Marc: We've been together for a year and a half now. Me and Nina for a longer time. We're both from London. We met Chris through a DJ called Patrick Forge and started working on the album. Before that I was working for a charity organisation working with young people doing music.

Nina: I'd been in one band previously in '89. I sang in Portugese and it's got hip hop elements in it and quite a bit of Bossa Nova as well. But I did that as well as design and art in college. Now I dedicate myself to music which is much more fun.

Chris: I've been involved in a few different projects mostly concerning Brazilian music. I had a band called Batu and I worked with Brazilian musicians in Brazil and recorded an album, "Circle of Live" and I worked with DJ Patrick Forge as a production team called Dalata.

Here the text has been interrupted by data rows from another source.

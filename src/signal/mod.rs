//! Push-based reactive primitives.
//!
//! This module provides the building blocks the views are made of:
//! - Signals: latest-value holders with subscribe/unsubscribe
//! - Observed: view-local state that follows a signal or pipeline
//! - Switch-map: follow only the inner stream of the latest value

mod observed;
mod signal;
mod switch;

pub use observed::{Observable, Observed};
pub use signal::{Signal, WatchGuard};
pub use switch::{delay_values, start_with, SwitchMap};
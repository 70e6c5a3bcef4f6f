use thiserror::Error;

#[derive(Error, Debug)]
pub enum Error {
    #[error("HTTP error: {0}")]
    Http(#[from] reqwest::Error),

    #[error("Profile lookup for {name} failed with status {status}")]
    Status {
        name: String,
        status: reqwest::StatusCode,
    },

    #[error("JSON error: {0}")]
    Decode(#[from] serde_json::Error),

    #[error("Config error: {0}")]
    Config(String),

    #[error("IO error: {0}")]
    Io(#[from] std::io::Error),
}

pub type Result<T> = std::result::Result<T, Error>;
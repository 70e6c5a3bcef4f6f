//! What a host needs from a selector view.

use std::sync::Arc;
use std::time::Duration;

use tokio::sync::Notify;

use crate::markup::ViewTree;
use crate::signal::WatchGuard;

/// Re-render hook passed to [`SelectorView::subscribe`].
pub type ChangeCallback = Arc<dyn Fn() + Send + Sync>;

/// A clickable list of names with a profile pane.
///
/// Implementations spawn tokio tasks, so calls must come from within a tokio
/// runtime.
pub trait SelectorView: Send + Sync {
    /// First render. Only the first call has an effect.
    fn mount(&self);

    /// Click on `name`.
    fn select_name(&self, name: &str);

    fn render(&self) -> ViewTree;

    /// Call `on_change` whenever the rendered tree may have changed.
    fn subscribe(&self, on_change: ChangeCallback) -> Vec<WatchGuard>;

    /// Tear down. In-flight lookups never touch the view afterwards.
    fn unmount(&self);
}

/// Wait until `view` renders something other than the loading pane.
///
/// Returns `None` if that does not happen within `limit`.
pub async fn settled(view: &dyn SelectorView, limit: Duration) -> Option<ViewTree> {
    let changed = Arc::new(Notify::new());
    let notifier = Arc::clone(&changed);
    let _guards = view.subscribe(Arc::new(move || notifier.notify_one()));

    tokio::time::timeout(limit, async {
        loop {
            let tree = view.render();
            if !tree.is_loading() {
                return tree;
            }
            changed.notified().await;
        }
    })
    .await
    .ok()
}
use std::cell::RefCell;
use std::collections::HashMap;
use std::sync::atomic::{AtomicUsize, Ordering};
use std::sync::{Arc, Mutex, PoisonError, RwLock};

/// Callback registered against a source.
pub(crate) type Callback = Arc<dyn Fn() + Send + Sync>;

/// Subscriber registry (one per runtime).
struct ReactiveContext {
    // Map from source ID to the observers subscribed to it, in subscription order
    subscribers: HashMap<usize, Vec<usize>>,
    // Map from observer ID to the source it listens to
    observer_source: HashMap<usize, usize>,
    // Map from observer ID to the callback
    observers: HashMap<usize, Callback>,
}

impl ReactiveContext {
    fn new() -> Self {
        Self {
            subscribers: HashMap::new(),
            observer_source: HashMap::new(),
            observers: HashMap::new(),
        }
    }

    fn clear(&mut self) {
        self.subscribers.clear();
        self.observer_source.clear();
        self.observers.clear();
    }
}

/// Inner runtime state that can be shared.
///
/// Handles such as `WatchGuard` keep a `Weak` to this so dropping them after
/// the runtime is gone is a no-op.
pub struct RuntimeInner {
    context: Mutex<ReactiveContext>,
}

impl RuntimeInner {
    fn new() -> Self {
        Self {
            context: Mutex::new(ReactiveContext::new()),
        }
    }

    /// Remove an observer and its callback. Unknown IDs are ignored.
    pub fn remove_observer(&self, observer_id: usize) {
        let mut ctx = self.context.lock().unwrap_or_else(PoisonError::into_inner);
        ctx.observers.remove(&observer_id);

        if let Some(source_id) = ctx.observer_source.remove(&observer_id) {
            if let Some(list) = ctx.subscribers.get_mut(&source_id) {
                list.retain(|id| *id != observer_id);
                if list.is_empty() {
                    ctx.subscribers.remove(&source_id);
                }
            }
        }
    }

    fn clear(&self) {
        let mut ctx = self.context.lock().unwrap_or_else(PoisonError::into_inner);
        ctx.clear();
    }
}

/// Reactive runtime owning the subscriber registry for signals.
///
/// Supports both a global runtime (default) and scoped runtimes for isolation.
/// A signal binds to the runtime that is current when it is created and keeps
/// using it afterwards, so values pushed from spawned tasks reach the same
/// subscribers.
///
/// # Examples
///
/// Using the default global runtime:
///
/// ```
/// use profile_views::Signal;
///
/// let signal = Signal::new(42);
/// assert_eq!(signal.get(), 42);
/// ```
///
/// Using scoped runtimes for isolation:
///
/// ```
/// use profile_views::runtime::ReactiveRuntime;
/// use profile_views::Signal;
///
/// ReactiveRuntime::scope(|| {
///     let signal = Signal::new(0);
///     assert_eq!(signal.get(), 0);
/// });
/// // Runtime and all its state is dropped here
/// ```
pub struct ReactiveRuntime {
    next_id: AtomicUsize,
    inner: Arc<RwLock<RuntimeInner>>,
}

// Thread-local stack for scoped runtimes
thread_local! {
    static RUNTIME_STACK: RefCell<Vec<Arc<ReactiveRuntime>>> = const { RefCell::new(vec![]) };
}

impl ReactiveRuntime {
    /// Create a new isolated runtime.
    pub fn new() -> Arc<Self> {
        Arc::new(ReactiveRuntime {
            next_id: AtomicUsize::new(0),
            inner: Arc::new(RwLock::new(RuntimeInner::new())),
        })
    }

    /// Run a function with a fresh isolated runtime.
    ///
    /// The runtime is dropped when the function returns, unless a signal
    /// created inside still holds it.
    pub fn scope<F, R>(f: F) -> R
    where
        F: FnOnce() -> R,
    {
        let runtime = Self::new();
        Self::with_runtime(runtime, f)
    }

    /// Get or create the global runtime (fallback).
    pub fn global() -> Arc<Self> {
        use std::sync::OnceLock;
        static RUNTIME: OnceLock<Arc<ReactiveRuntime>> = OnceLock::new();
        Arc::clone(RUNTIME.get_or_init(Self::new))
    }

    /// Get the current reactive runtime (scoped or global fallback).
    pub fn current() -> Arc<Self> {
        RUNTIME_STACK.with(|stack| {
            stack
                .borrow()
                .last()
                .cloned()
                .unwrap_or_else(Self::global)
        })
    }

    /// Run a function with a specific runtime as the current context.
    ///
    /// ```
    /// use profile_views::runtime::ReactiveRuntime;
    /// use profile_views::Signal;
    ///
    /// let runtime = ReactiveRuntime::new();
    /// ReactiveRuntime::with_runtime(runtime.clone(), || {
    ///     let signal = Signal::new(42);
    ///     let _guard = signal.subscribe(|_| {});
    ///     assert_eq!(signal.subscriber_count(), 1);
    /// });
    /// ```
    pub fn with_runtime<F, R>(runtime: Arc<Self>, f: F) -> R
    where
        F: FnOnce() -> R,
    {
        RUNTIME_STACK.with(|stack| {
            stack.borrow_mut().push(runtime);
        });

        let result = std::panic::catch_unwind(std::panic::AssertUnwindSafe(f));

        RUNTIME_STACK.with(|stack| {
            stack.borrow_mut().pop();
        });

        match result {
            Ok(r) => r,
            Err(e) => std::panic::resume_unwind(e),
        }
    }

    /// Drop every subscription and reset the ID counter.
    pub fn clear(&self) {
        let inner = self.inner.write().unwrap_or_else(PoisonError::into_inner);
        inner.clear();
        self.next_id.store(0, Ordering::SeqCst);
    }

    /// Get a reference to the inner runtime state.
    pub fn inner(&self) -> Arc<RwLock<RuntimeInner>> {
        Arc::clone(&self.inner)
    }

    /// Generate the next unique ID for a source or observer.
    pub fn next_id(&self) -> usize {
        self.next_id.fetch_add(1, Ordering::SeqCst)
    }

    /// Register `callback` to run whenever `source_id` is notified.
    ///
    /// Returns the observer ID to pass to [`unsubscribe`](Self::unsubscribe).
    pub fn subscribe<F>(&self, source_id: usize, callback: F) -> usize
    where
        F: Fn() + Send + Sync + 'static,
    {
        let observer_id = self.next_id();
        let inner = self.inner.read().unwrap_or_else(PoisonError::into_inner);
        let mut ctx = inner.context.lock().unwrap_or_else(PoisonError::into_inner);

        ctx.observers.insert(observer_id, Arc::new(callback));
        ctx.observer_source.insert(observer_id, source_id);
        ctx.subscribers.entry(source_id).or_default().push(observer_id);

        observer_id
    }

    /// Remove a subscription.
    pub fn unsubscribe(&self, observer_id: usize) {
        let inner = self.inner.read().unwrap_or_else(PoisonError::into_inner);
        inner.remove_observer(observer_id);
    }

    /// Run every callback subscribed to `source_id`.
    ///
    /// Callbacks are collected first and invoked with no lock held, so a
    /// callback may set other signals or unsubscribe itself. An observer
    /// removed by an earlier callback in the same pass is skipped.
    pub fn notify(&self, source_id: usize) {
        let observer_ids = {
            let inner = self.inner.read().unwrap_or_else(PoisonError::into_inner);
            let ctx = inner.context.lock().unwrap_or_else(PoisonError::into_inner);
            match ctx.subscribers.get(&source_id) {
                Some(ids) => ids.clone(),
                None => return,
            }
        };

        for observer_id in observer_ids {
            let callback = {
                let inner = self.inner.read().unwrap_or_else(PoisonError::into_inner);
                let ctx = inner.context.lock().unwrap_or_else(PoisonError::into_inner);
                ctx.observers.get(&observer_id).cloned()
            };

            if let Some(callback) = callback {
                callback();
            }
        }
    }

    /// Number of live subscriptions on `source_id`.
    pub fn subscriber_count(&self, source_id: usize) -> usize {
        let inner = self.inner.read().unwrap_or_else(PoisonError::into_inner);
        let ctx = inner.context.lock().unwrap_or_else(PoisonError::into_inner);
        ctx.subscribers.get(&source_id).map_or(0, Vec::len)
    }
}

How did they find the sound of the band?

Nina: It's almost like we all have been on a search - in a way like in life, you know when you get out, when you travel. We all had quite similar tastes which overlapped without having to speak about it too much. We all have a similar agenda of music that came from the heart, that felt and that was uninhibited. When we jam in the studio I'm very undilated and I think that was what we wanted to keep - the freshness, the buzz, you know.

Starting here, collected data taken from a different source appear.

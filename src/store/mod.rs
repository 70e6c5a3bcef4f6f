//! Coarse-grained state containers.
//!
//! A store holds a whole view's state and notifies once per update.

mod store;

pub use store::Store;
//! Energy allocation for spawning.
//!
//! Draws come from the caller's preferred structures first, then from
//! every remaining spawn and extension in id order. Allocation is
//! all-or-nothing: either the full cost is covered by the returned plan or
//! nothing is drawn at all.

use std::collections::{BTreeMap, BTreeSet};

use hive_types::resources::ENERGY;
use hive_types::{ObjectId, ObjectType, RoomObjectSnapshot, UserId};

use crate::activation::ActiveStructures;

/// Energy taken from one structure.
#[derive(Debug, Clone, PartialEq, Eq)]
pub struct EnergyDraw {
    /// Structure drawn from.
    pub id: ObjectId,
    /// Amount taken.
    pub amount: i64,
    /// Energy left in the structure afterwards.
    pub remaining: i64,
}

/// A complete set of draws covering a cost.
#[derive(Debug, Clone, Default, PartialEq, Eq)]
pub struct EnergyPlan {
    /// Draws in the order they were taken.
    pub draws: Vec<EnergyDraw>,
    /// Sum of all draws.
    pub total: i64,
}

/// The eligible structures cannot cover the cost.
#[derive(Debug, Clone, Copy, PartialEq, Eq, thiserror::Error)]
#[error("insufficient energy: need {needed}, {available} available")]
pub struct InsufficientEnergy {
    /// Requested cost.
    pub needed: i64,
    /// Energy the eligible structures hold.
    pub available: i64,
}

/// Plans energy draws from one user's spawns and extensions.
#[derive(Debug)]
pub struct EnergyAllocator<'a> {
    user: &'a UserId,
    structures: BTreeMap<&'a ObjectId, &'a RoomObjectSnapshot>,
    active: &'a ActiveStructures,
}

impl<'a> EnergyAllocator<'a> {
    /// An allocator over the current state of the room's objects.
    pub fn new(
        user: &'a UserId,
        objects: &'a [RoomObjectSnapshot],
        active: &'a ActiveStructures,
    ) -> Self {
        let structures = objects
            .iter()
            .filter(|o| matches!(o.object_type, ObjectType::Spawn | ObjectType::Extension))
            .map(|o| (&o.id, o))
            .collect();
        Self {
            user,
            structures,
            active,
        }
    }

    fn eligible(&self, object: &RoomObjectSnapshot) -> bool {
        object.is_owned_by(self.user)
            && self.active.is_active(object)
            && object.store_amount(ENERGY) > 0
    }

    /// Plan draws covering `cost`, trying `preferred` first.
    ///
    /// Duplicate, missing, foreign and inactive entries of `preferred` are
    /// skipped.
    pub fn allocate(
        &self,
        cost: i64,
        preferred: &[ObjectId],
    ) -> Result<EnergyPlan, InsufficientEnergy> {
        let mut plan = EnergyPlan::default();
        if cost <= 0 {
            return Ok(plan);
        }

        let mut seen: BTreeSet<&ObjectId> = BTreeSet::new();
        let preferred = preferred
            .iter()
            .filter_map(|id| self.structures.get(id).copied());
        let order = preferred.chain(self.structures.values().copied());

        let mut outstanding = cost;
        for structure in order {
            if outstanding == 0 {
                break;
            }
            if !seen.insert(&structure.id) || !self.eligible(structure) {
                continue;
            }
            let held = structure.store_amount(ENERGY);
            let amount = held.min(outstanding);
            outstanding = outstanding.saturating_sub(amount);
            plan.total = plan.total.saturating_add(amount);
            plan.draws.push(EnergyDraw {
                id: structure.id.clone(),
                amount,
                remaining: held.saturating_sub(amount),
            });
        }

        if outstanding > 0 {
            return Err(InsufficientEnergy {
                needed: cost,
                available: plan.total,
            });
        }
        Ok(plan)
    }
}

#[cfg(test)]
#[allow(clippy::unwrap_used)]
mod tests {
    use hive_types::test_support::{self, RoomFixture, owner, rival};

    use super::*;

    fn room_objects() -> (Vec<RoomObjectSnapshot>, ActiveStructures) {
        let snapshot = RoomFixture::new(1)
            .with(test_support::controller("ctrl", 2, Some(&owner())))
            .with(test_support::spawn("s1", &owner(), 25, 20, 100))
            .with(test_support::extension("e1", &owner(), 24, 24, 50))
            .with(test_support::extension("e2", &owner(), 26, 24, 50))
            .with(test_support::extension("foreign", &rival(), 27, 24, 50))
            .build();
        let active = ActiveStructures::compute(&snapshot);
        (snapshot.objects.into_values().collect(), active)
    }

    fn ids(plan: &EnergyPlan) -> Vec<&str> {
        plan.draws.iter().map(|d| d.id.as_str()).collect()
    }

    #[test]
    fn preferred_structures_are_drained_first() {
        let (objects, active) = room_objects();
        let user = owner();
        let allocator = EnergyAllocator::new(&user, &objects, &active);
        let preferred = [
            ObjectId::from("e2"),
            ObjectId::from("e2"),
            ObjectId::from("missing"),
            ObjectId::from("foreign"),
        ];
        let plan = allocator.allocate(120, &preferred).unwrap();
        assert_eq!(ids(&plan), vec!["e2", "e1", "s1"]);
        assert_eq!(plan.total, 120);
        assert_eq!(plan.draws.last().unwrap().remaining, 80);
    }

    #[test]
    fn id_order_without_preference() {
        let (objects, active) = room_objects();
        let user = owner();
        let plan = EnergyAllocator::new(&user, &objects, &active)
            .allocate(60, &[])
            .unwrap();
        assert_eq!(ids(&plan), vec!["e1", "e2"]);
    }

    #[test]
    fn shortfall_draws_nothing() {
        let (objects, active) = room_objects();
        let user = owner();
        let err = EnergyAllocator::new(&user, &objects, &active)
            .allocate(201, &[])
            .unwrap_err();
        assert_eq!(
            err,
            InsufficientEnergy {
                needed: 201,
                available: 200
            }
        );
    }

    #[test]
    fn inactive_structures_are_not_drawn() {
        let (objects, _) = room_objects();
        let user = owner();
        let nothing_active = ActiveStructures::default();
        let err = EnergyAllocator::new(&user, &objects, &nothing_active)
            .allocate(10, &[])
            .unwrap_err();
        assert_eq!(err.available, 0);
    }
}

Did they have a certain sound in mind when they started or did it happen while jamming?

Marc: Yeah, it happened during jamming. We didn't really have a certain sound in mind. All that we knew was that there was going to be quite a large brazilian influence.

Do you think that we need more Bossa Nova in our lives?

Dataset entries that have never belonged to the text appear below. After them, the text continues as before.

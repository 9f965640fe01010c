//! Intent catalogue: which intents exist, who may issue them, and which
//! fields they carry.

use hive_types::intents::names;
use hive_types::{IntentFieldValue, IntentRecord, ObjectType};

use crate::result::{ErrorCode, ValidationResult};

/// Expected variant of an intent field.
#[derive(Debug, Clone, Copy, PartialEq, Eq)]
pub enum FieldKind {
    /// A string.
    Text,
    /// A number.
    Number,
    /// A boolean.
    Boolean,
    /// An array of strings.
    TextArray,
    /// An array of numbers.
    NumberArray,
    /// A creep body.
    BodyParts,
}

impl FieldKind {
    /// Whether `value` has this kind.
    pub const fn matches(self, value: &IntentFieldValue) -> bool {
        matches!(
            (self, value),
            (Self::Text, IntentFieldValue::Text(_))
                | (Self::Number, IntentFieldValue::Number(_))
                | (Self::Boolean, IntentFieldValue::Boolean(_))
                | (Self::TextArray, IntentFieldValue::TextArray(_))
                | (Self::NumberArray, IntentFieldValue::NumberArray(_))
                | (Self::BodyParts, IntentFieldValue::BodyPartArray(_))
        )
    }
}

/// One field of an intent argument.
#[derive(Debug, Clone, Copy)]
pub struct FieldRule {
    /// Field name.
    pub field: &'static str,
    /// Expected kind.
    pub kind: FieldKind,
    /// Whether the field must be present.
    pub required: bool,
}

const fn req(field: &'static str, kind: FieldKind) -> FieldRule {
    FieldRule {
        field,
        kind,
        required: true,
    }
}

const fn opt(field: &'static str, kind: FieldKind) -> FieldRule {
    FieldRule {
        field,
        kind,
        required: false,
    }
}

/// Shape of one intent.
#[derive(Debug, Clone, Copy)]
pub struct IntentSchema {
    /// Intent name.
    pub name: &'static str,
    /// Object types allowed to issue it. Empty for global intents.
    pub actors: &'static [ObjectType],
    /// Argument fields.
    pub fields: &'static [FieldRule],
}

impl IntentSchema {
    /// Check every argument of `record` against the field rules.
    pub fn check_arguments(&self, record: &IntentRecord) -> ValidationResult {
        if record.arguments.is_empty() {
            return ValidationResult::Failure(ErrorCode::InvalidArgs);
        }
        let valid = record.arguments.iter().all(|argument| {
            self.fields.iter().all(|rule| match argument.get(rule.field) {
                Some(value) => rule.kind.matches(value),
                None => !rule.required,
            })
        });
        ValidationResult::check(valid, ErrorCode::InvalidArgs)
    }

    /// Whether an object of `object_type` may issue this intent.
    pub fn allows(&self, object_type: ObjectType) -> bool {
        self.actors.contains(&object_type)
    }
}

use FieldKind::{BodyParts, Boolean, Number, NumberArray, Text, TextArray};

const CREEP: &[ObjectType] = &[ObjectType::Creep];

/// Every intent a room object can issue.
pub const ROOM_INTENTS: &[IntentSchema] = &[
    IntentSchema {
        name: names::CREATE_CREEP,
        actors: &[ObjectType::Spawn],
        fields: &[
            req("name", Text),
            req("body", BodyParts),
            opt("energyStructures", TextArray),
            opt("directions", NumberArray),
        ],
    },
    IntentSchema {
        name: names::RENEW_CREEP,
        actors: &[ObjectType::Spawn],
        fields: &[req("id", Text)],
    },
    IntentSchema {
        name: names::RECYCLE_CREEP,
        actors: &[ObjectType::Spawn],
        fields: &[req("id", Text)],
    },
    IntentSchema {
        name: names::SET_SPAWN_DIRECTIONS,
        actors: &[ObjectType::Spawn],
        fields: &[req("directions", NumberArray)],
    },
    IntentSchema {
        name: names::TRANSFER,
        actors: CREEP,
        fields: &[req("id", Text), req("resourceType", Text), opt("amount", Number)],
    },
    IntentSchema {
        name: names::WITHDRAW,
        actors: CREEP,
        fields: &[req("id", Text), req("resourceType", Text), opt("amount", Number)],
    },
    IntentSchema {
        name: names::PICKUP,
        actors: CREEP,
        fields: &[req("id", Text)],
    },
    IntentSchema {
        name: names::DROP,
        actors: CREEP,
        fields: &[req("resourceType", Text), opt("amount", Number)],
    },
    IntentSchema {
        name: names::HARVEST,
        actors: CREEP,
        fields: &[req("id", Text)],
    },
    IntentSchema {
        name: names::UPGRADE_CONTROLLER,
        actors: CREEP,
        fields: &[req("id", Text)],
    },
    IntentSchema {
        name: names::MOVE,
        actors: CREEP,
        fields: &[req("direction", Number)],
    },
    IntentSchema {
        name: names::MOVE_TO,
        actors: CREEP,
        fields: &[req("x", Number), req("y", Number)],
    },
    IntentSchema {
        name: names::TRANSFER_ENERGY,
        actors: &[ObjectType::Link],
        fields: &[req("id", Text), opt("amount", Number)],
    },
    IntentSchema {
        name: names::ATTACK,
        actors: &[ObjectType::Tower],
        fields: &[req("id", Text)],
    },
    IntentSchema {
        name: names::HEAL,
        actors: &[ObjectType::Tower],
        fields: &[req("id", Text)],
    },
    IntentSchema {
        name: names::REPAIR,
        actors: &[ObjectType::Tower],
        fields: &[req("id", Text)],
    },
    IntentSchema {
        name: names::RUN_REACTION,
        actors: &[ObjectType::Lab],
        fields: &[req("lab1", Text), req("lab2", Text)],
    },
    IntentSchema {
        name: names::PRODUCE,
        actors: &[ObjectType::Factory],
        fields: &[req("resourceType", Text)],
    },
    IntentSchema {
        name: names::PROCESS_POWER,
        actors: &[ObjectType::PowerSpawn],
        fields: &[],
    },
    IntentSchema {
        name: names::LAUNCH_NUKE,
        actors: &[ObjectType::Nuker],
        fields: &[req("roomName", Text), req("x", Number), req("y", Number)],
    },
];

/// Every global user intent.
pub const GLOBAL_INTENTS: &[IntentSchema] = &[
    IntentSchema {
        name: names::CREATE_ORDER,
        actors: &[],
        fields: &[
            req("type", Text),
            req("resourceType", Text),
            req("price", Number),
            req("totalAmount", Number),
            opt("roomName", Text),
        ],
    },
    IntentSchema {
        name: names::CHANGE_ORDER_PRICE,
        actors: &[],
        fields: &[req("orderId", Text), req("newPrice", Number)],
    },
    IntentSchema {
        name: names::CANCEL_ORDER,
        actors: &[],
        fields: &[req("orderId", Text)],
    },
    IntentSchema {
        name: names::EXTEND_ORDER,
        actors: &[],
        fields: &[req("orderId", Text), req("addAmount", Number)],
    },
    IntentSchema {
        name: names::CREATE_POWER_CREEP,
        actors: &[],
        fields: &[req("name", Text), req("className", Text)],
    },
    IntentSchema {
        name: names::RENAME_POWER_CREEP,
        actors: &[],
        fields: &[req("id", Text), req("name", Text)],
    },
    IntentSchema {
        name: names::DELETE_POWER_CREEP,
        actors: &[],
        fields: &[req("id", Text), opt("cancel", Boolean)],
    },
    IntentSchema {
        name: names::UPGRADE_POWER_CREEP,
        actors: &[],
        fields: &[req("id", Text), req("power", Text)],
    },
];

/// Schema of a room intent.
pub fn room_schema(name: &str) -> Option<&'static IntentSchema> {
    ROOM_INTENTS.iter().find(|s| s.name == name)
}

/// Schema of a global intent.
pub fn global_schema(name: &str) -> Option<&'static IntentSchema> {
    GLOBAL_INTENTS.iter().find(|s| s.name == name)
}

#[cfg(test)]
#[allow(clippy::unwrap_used)]
mod tests {
    use hive_types::test_support::{intent, number, text};

    use super::*;

    #[test]
    fn required_fields_must_be_present_with_kind() {
        let schema = room_schema(names::TRANSFER).unwrap();
        let ok = intent(
            names::TRANSFER,
            vec![("id", text("s1")), ("resourceType", text("energy"))],
        );
        assert!(schema.check_arguments(&ok).is_success());

        let missing = intent(names::TRANSFER, vec![("id", text("s1"))]);
        assert_eq!(
            schema.check_arguments(&missing),
            ValidationResult::Failure(ErrorCode::InvalidArgs)
        );

        let wrong_kind = intent(
            names::TRANSFER,
            vec![("id", number(4)), ("resourceType", text("energy"))],
        );
        assert!(!schema.check_arguments(&wrong_kind).is_success());
    }

    #[test]
    fn actors_are_restricted() {
        let schema = room_schema(names::ATTACK).unwrap();
        assert!(schema.allows(ObjectType::Tower));
        assert!(!schema.allows(ObjectType::Creep));
    }

    #[test]
    fn catalogues_have_unique_names() {
        for catalogue in [ROOM_INTENTS, GLOBAL_INTENTS] {
            let mut names: Vec<&str> = catalogue.iter().map(|s| s.name).collect();
            names.sort_unstable();
            let before = names.len();
            names.dedup();
            assert_eq!(names.len(), before);
        }
    }
}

Nina: Bossa Nova is so beautiful and calming and pulls on the heartstrings and it's so sweeping. I felt personally if we did a whole album it would be too melancholic. It's to dose yourself. But it's a good thing to have in your live.

There's a sleepy quality to it?

Nina: There's a dreamy laid back-ness, yeah.

How did this thing with the jeans-ad happen?

Marc: The track was on a compilation called "Rebirth Of The Cool". The advertising agency heard it and they tried it and they liked it and they gave the record company a ring. We're pretty happy with it.

Any plans on elaborating on this?

Nina: I'd love to. Cause in a movie you'd have much more time to elaborate and explore, try to tell a story. And it might be fun the other way around, making a film ourselves.

Are you trying to tell stories in music?

Nina: Yeah, I think so. Some of them lyrically might be quite personal but people might find common threads in them that they might be able to relate to their lives. And lyrically it happened from the music, the images I kept hearing. I hope there's enough space in there that everyone could fill for themselves.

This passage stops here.